# HELP Media state: DISCONNECTED



## nategiz95

Hello TSF, I have recently been having some issues with my Belkin Router. I first noticed the issue a few days ago when *my downloads suddenly stopped. The freezing is random, and there's no pattern. I have you pause/resume 100 times to get the download complete.*

I recently went to a relatives house, and downloads work completely fine.

*I am using Mozilla Firefox 5.0.1, and when I try to open the static IP address 192.168.2.1, it says page not found. *

*I am the only computer in the household that has this issue, there is a macbook Pro that can access the router homepage and download fine, as well as a windows vista.*

I scanned Malwarebytes/SUPER anti-spyware not but 3 days ago. Except for a few adware trackers there was nothing to be found.
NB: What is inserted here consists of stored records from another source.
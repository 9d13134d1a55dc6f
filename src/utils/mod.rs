pub fn format_number(num: u64) -> String {
    let num_str = num.to_string();
    let chars: Vec<char> = num_str.chars().collect();
    let mut result = String::new();

    for (i, c) in chars.iter().enumerate() {
        if i > 0 && (chars.len() - i).is_multiple_of(3) {
            result.push(',');
        }
        result.push(*c);
    }

    result
}

/// Cuts `text` to at most `max_chars` characters, appending an ellipsis when
/// anything was dropped.
pub fn truncate_message(text: &str, max_chars: usize) -> String {
    let text = text.trim();
    if text.chars().count() <= max_chars {
        return text.to_string();
    }

    let mut cut: String = text.chars().take(max_chars).collect();
    cut.push('…');
    cut
}

/// Makes a post title usable as a single directory name.
pub fn sanitize_path_component(name: &str) -> String {
    let cleaned: String = name
        .chars()
        .map(|c| match c {
            '/' | '\\' | ':' | '*' | '?' | '"' | '<' | '>' | '|' => '_',
            c if c.is_control() => '_',
            c => c,
        })
        .take(80)
        .collect();

    let cleaned = cleaned.trim().trim_matches('.').trim();
    if cleaned.is_empty() {
        "untitled".to_string()
    } else {
        cleaned.to_string()
    }
}
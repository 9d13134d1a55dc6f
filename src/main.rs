use anyhow::{Context, Result};
use clap::Parser;
use std::sync::Arc;
use tokio::net::TcpListener;
use tracing::{info, warn};
use tracing_subscriber::filter::{EnvFilter, LevelFilter};

mod api;
mod config;
mod media;
mod utils;

use config::Settings;
use media::{HttpFetcher, MediaService, YtDlpEngine};

#[derive(Parser, Debug)]
#[command(author, version, about, long_about = None)]
struct Args {
    /// Path to the config file
    #[arg(short, long)]
    config: Option<String>,

    /// Address to listen on, overrides the configured one
    #[arg(short, long)]
    bind: Option<String>,
}

fn get_config_path(args: &Args) -> Option<String> {
    if let Some(path) = &args.config {
        return Some(path.clone());
    }

    if let Ok(path) = std::env::var("CONFIG_FILE") {
        return Some(path);
    }

    if let Ok(xdg_config_home) = std::env::var("XDG_CONFIG_HOME") {
        let config_path = format!("{}/postgrab/config.toml", xdg_config_home);
        if std::path::Path::new(&config_path).exists() {
            return Some(config_path);
        }
    }

    if let Some(home) = dirs::home_dir() {
        let config_path = format!("{}/.config/postgrab/config.toml", home.display());
        if std::path::Path::new(&config_path).exists() {
            return Some(config_path);
        }
    }

    None
}

fn init_logging(settings: &Settings) {
    let level = settings
        .log_level
        .parse::<LevelFilter>()
        .unwrap_or(LevelFilter::INFO);
    let env_filter = EnvFilter::builder()
        .with_default_directive(level.into())
        .from_env_lossy();

    if settings.get_logging_format() == "json" {
        tracing_subscriber::fmt()
            .json()
            .with_env_filter(env_filter)
            .init();
    } else {
        tracing_subscriber::fmt().with_env_filter(env_filter).init();
    }
}

async fn shutdown_signal() {
    if let Err(e) = tokio::signal::ctrl_c().await {
        warn!("Failed to listen for Ctrl-C: {}", e);
        std::future::pending::<()>().await;
    }
    info!("Shutdown signal received");
}

#[tokio::main]
async fn main() -> Result<()> {
    let args = Args::parse();

    let config_path = get_config_path(&args);
    let settings = Settings::load(config_path.as_deref()).with_context(|| match &config_path {
        Some(path) => format!("Failed to load config from {}", path),
        None => "Failed to load config from environment".to_string(),
    })?;

    init_logging(&settings);
    info!("Starting postgrab...");
    match &config_path {
        Some(path) => info!("Loaded config from: {}", path),
        None => info!("No config file found, using defaults and environment"),
    }

    let engine = Arc::new(YtDlpEngine::new(&settings.ytdlp_path));
    let fetcher = Arc::new(HttpFetcher::new(settings.socket_timeout())?);
    let service = MediaService::new(engine, fetcher, (&settings).into());

    service
        .dirs()
        .ensure()
        .context("Failed to create download directories")?;

    if let Err(e) = service.test_setup().await {
        warn!("Media engine is not available: {:#}", e);
    }

    let app = api::router(api::AppState {
        service: Arc::new(service),
    });

    let bind = args.bind.unwrap_or(settings.bind_address);
    let listener = TcpListener::bind(&bind)
        .await
        .with_context(|| format!("Failed to bind {}", bind))?;
    info!("Listening on http://{}", bind);

    axum::serve(listener, app)
        .with_graceful_shutdown(shutdown_signal())
        .await
        .context("HTTP server error")?;

    info!("Server stopped");
    Ok(())
}
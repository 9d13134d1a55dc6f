use crate::media::{EngineErrorKind, MediaError};
use axum::extract::rejection::JsonRejection;
use axum::http::StatusCode;
use axum::response::{IntoResponse, Response};
use axum::Json;
use serde::Serialize;
use tracing::{debug, error, warn};

#[derive(Debug, Serialize)]
struct ErrorBody {
    status: &'static str,
    message: String,
    #[serde(skip_serializing_if = "Option::is_none")]
    error_kind: Option<EngineErrorKind>,
}

/// A `MediaError` on its way out as an HTTP response.
#[derive(Debug)]
pub struct ApiError(pub MediaError);

impl ApiError {
    pub fn status_code(&self) -> StatusCode {
        match self.0 {
            MediaError::Validation(_) | MediaError::Engine { .. } => StatusCode::BAD_REQUEST,
            MediaError::Unexpected(_) => StatusCode::INTERNAL_SERVER_ERROR,
        }
    }
}

impl From<MediaError> for ApiError {
    fn from(error: MediaError) -> Self {
        Self(error)
    }
}

impl From<JsonRejection> for ApiError {
    fn from(rejection: JsonRejection) -> Self {
        Self(MediaError::validation(format!(
            "Invalid request body: {}",
            rejection.body_text()
        )))
    }
}

impl IntoResponse for ApiError {
    fn into_response(self) -> Response {
        let status = self.status_code();
        match &self.0 {
            MediaError::Validation(message) => debug!("Rejected request: {}", message),
            MediaError::Engine { kind, message } => {
                warn!(error_kind = ?kind, "Request failed: {}", message)
            }
            MediaError::Unexpected(message) => error!("Unexpected error: {}", message),
        }

        let body = Json(ErrorBody {
            status: "error",
            error_kind: self.0.kind(),
            message: self.0.to_string(),
        });
        (status, body).into_response()
    }
}

#[cfg(test)]
mod tests {
    use super::*;

    #[test]
    fn test_status_codes() {
        let validation = ApiError(MediaError::validation("url is required"));
        assert_eq!(validation.status_code(), StatusCode::BAD_REQUEST);

        let engine = ApiError(MediaError::engine(EngineErrorKind::PrivateVideo, "Private video"));
        assert_eq!(engine.status_code(), StatusCode::BAD_REQUEST);

        let unexpected = ApiError(MediaError::unexpected("disk full"));
        assert_eq!(unexpected.status_code(), StatusCode::INTERNAL_SERVER_ERROR);
    }

    #[tokio::test]
    async fn test_error_body() {
        let response =
            ApiError(MediaError::engine(EngineErrorKind::MembersOnly, "members-only")).into_response();
        assert_eq!(response.status(), StatusCode::BAD_REQUEST);

        let bytes = axum::body::to_bytes(response.into_body(), usize::MAX).await.unwrap();
        let body: serde_json::Value = serde_json::from_slice(&bytes).unwrap();
        assert_eq!(body["status"], "error");
        assert_eq!(body["error_kind"], "members_only");
        assert_eq!(body["message"], "This video is only available to channel members");
    }
}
I did some researching on Google, and tried to renew my IP Address using "ipconfig /renew (/release /all)" and I have the following error pop up: 
*"No operation can be preformed on Wireless Connection 2 while it has its media disconnected.
An error occurred while renewing interface Wireless Network Connection: unable to contact your DHCP sever. Request has timed out.
No operation can be preformed on Local Area Connection while it has its media disconnected."*

So clearly it has something to do with the DHCP server of my router, and I know using the router homepage you can alter that information, but I don't know what to, and I can't even access the "192.168.2.1" homepage.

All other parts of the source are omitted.